Y gracias a la valentía de un grupo de personas y a su enorme afición empezó rodar la máquina, aquella que días atrás parecía tan difícil de poner a trabajar. Fundar un club, ¡qué locura! decían algunos, los más conservadores del pueblo, esos que sólo entienden el fútbol como un negocio. Dinero, papeleo, un escudo, una directiva y jugadores suficientes. Subvenciones, requisitos, complicaciones, una enorme crisis económica y la rivalidad del otro equipo del pueblo. Cuanta complicación suponía y teníamos lo más difícil de conseguir: dos docenas de enfermos futboleros que seguían sintiendo el gusanillo de saltar al campo y oler a césped.

 Parecía imposible. He de decir que todos tuvimos nuestras dudas sobre el futuro del proyecto y si iba a poder ser realidad. Pero en el primer partido de la temporada, en nuestra casa, en nuestro estadio, en aquel campo sobre el que corríamos de niños y aprendíamos a dar al balón con el interior del pie; tuvo lugar algo maravilloso. Nerviosos en el vestuario esperábamos la hora del partido y la megafonía auguraba ya una gran tarde de fútbol. ¿Habría venido gente a vernos? Al salir a calentar vimos a decenas, centenas de personas del pueblo animándonos y gritando. Con su cerveza y bocadillo en mano, viviendo un domingo de fútbol como los de antes, viendo a los chavales del pueblo.

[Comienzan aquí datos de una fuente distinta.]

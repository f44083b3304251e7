//! Typed payload invocation.

use std::fmt;
use std::path::Path;

/// One whitespace-separated token of the payload invocation.
#[derive(Debug, Clone, PartialEq, Eq)]
pub enum Arg {
    /// `flag=value`, split on the first `=`.
    Option { flag: String, value: String },
    /// Anything else, kept verbatim.
    Word(String),
}

impl Arg {
    fn parse(token: &str) -> Self {
        match token.split_once('=') {
            Some((flag, value)) if flag.starts_with('-') => Arg::Option {
                flag: flag.to_string(),
                value: value.to_string(),
            },
            _ => Arg::Word(token.to_string()),
        }
    }
}

impl fmt::Display for Arg {
    fn fmt(&self, f: &mut fmt::Formatter<'_>) -> fmt::Result {
        match self {
            Arg::Option { flag, value } => write!(f, "{flag}={value}"),
            Arg::Word(word) => f.write_str(word),
        }
    }
}

/// The payload invocation as an argument list: the executable first, its
/// parameters after.
#[derive(Debug, Clone, PartialEq, Eq)]
pub struct PayloadCommand {
    args: Vec<Arg>,
}

impl PayloadCommand {
    /// Tokenize `transformation jobparams` on whitespace.
    pub fn parse(transformation: &str, jobparams: &str) -> Self {
        let args = transformation
            .split_whitespace()
            .chain(jobparams.split_whitespace())
            .map(Arg::parse)
            .collect();
        Self { args }
    }

    #[cfg(test)]
    pub fn args(&self) -> &[Arg] {
        &self.args
    }

    /// Point the file named by each of `flags` at `scratch_dir`. The
    /// executable itself is never rewritten.
    pub fn relocate_inputs(mut self, flags: &[String], scratch_dir: &Path) -> Self {
        for arg in self.args.iter_mut().skip(1) {
            if let Arg::Option { flag, value } = arg {
                if flags.iter().any(|f| f == flag) && !value.is_empty() {
                    *value = scratch_dir.join(value.as_str()).display().to_string();
                }
            }
        }
        self
    }

    /// Drop every token equal to one of `tokens`.
    pub fn strip(mut self, tokens: &[String]) -> Self {
        self.args.retain(|arg| {
            let rendered = arg.to_string();
            !tokens.iter().any(|t| *t == rendered)
        });
        self
    }
}

impl fmt::Display for PayloadCommand {
    fn fmt(&self, f: &mut fmt::Formatter<'_>) -> fmt::Result {
        let rendered: Vec<String> = self.args.iter().map(Arg::to_string).collect();
        f.write_str(rendered.join(" ").trim())
    }
}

 Allí me encontraba, preparándome para un partido y hombro con hombro con aquellos compañeros que tiempo atrás estrenaron sus primeras botas conmigo, aquellos que me dieron la primera asistencia facilitándome ese primer gol que marqué con la pierna izquierda, aquellos con los que me abracé ese sábado tortuoso de ardua derrota en feudo ajeno tras un largo viaje en autobús, aquellos que se fueron desperdigando de tu vida y probaron suerte en otros equipos, al igual que tú, o simplemente guardaron sus botas en un armario hasta nuevo aviso. Aquellos, sobre todo, amigos de la infancia que siguen compartiendo vestuario contigo a pesar del enorme obstáculo que son los años. No son todos los que fueron, algunos se quedaron en el camino pero igualmente podías reconocer sus caras en la grada presenciando ese día tan importante. Y tampoco todos son los que algún día fueron, ha llegado gente nueva que comparte esa misma afición que todos nosotros y que empiezan a labrarse un lugar en tu vida, más allá de los terrenos de juego.

Al observar a toda la directiva con la camisa remangada y el mono de trabajo, con la única ganancia personal que la de ver el proyecto funcionar y llenar su enorme afición y amor por este deporte. Al contemplar toda la grada llena de gente animando, incluso una peña de aficionados: los Demonios Blanquiazules; que no salen en la televisión, ni animan a un equipo de renombre con gran capacidad de difusión ni de aspiraciones a grandes títulos sino a unos chavales que sudan la camiseta por representar a su pueblo, por guardar la espalda de sus compañeros y por seguir disfrutando de este deporte. Al oír todo eso en los comentarios que tuvieron lugar entre los transeúntes de la villa, entre las personas del pueblo que comprando el pan comentan el partido del domingo y, por una vez, sienten una afición diferente a la que ven por la televisión. Al cruzarme con establecimientos en los que cuelgan las banderas y las bufandas de nuestro equipo. Al sentirme parte de una gran familia y al vivir todo esto me di cuenta de lo qué es el fútbol en realidad y doy gracias de poder vivirlo.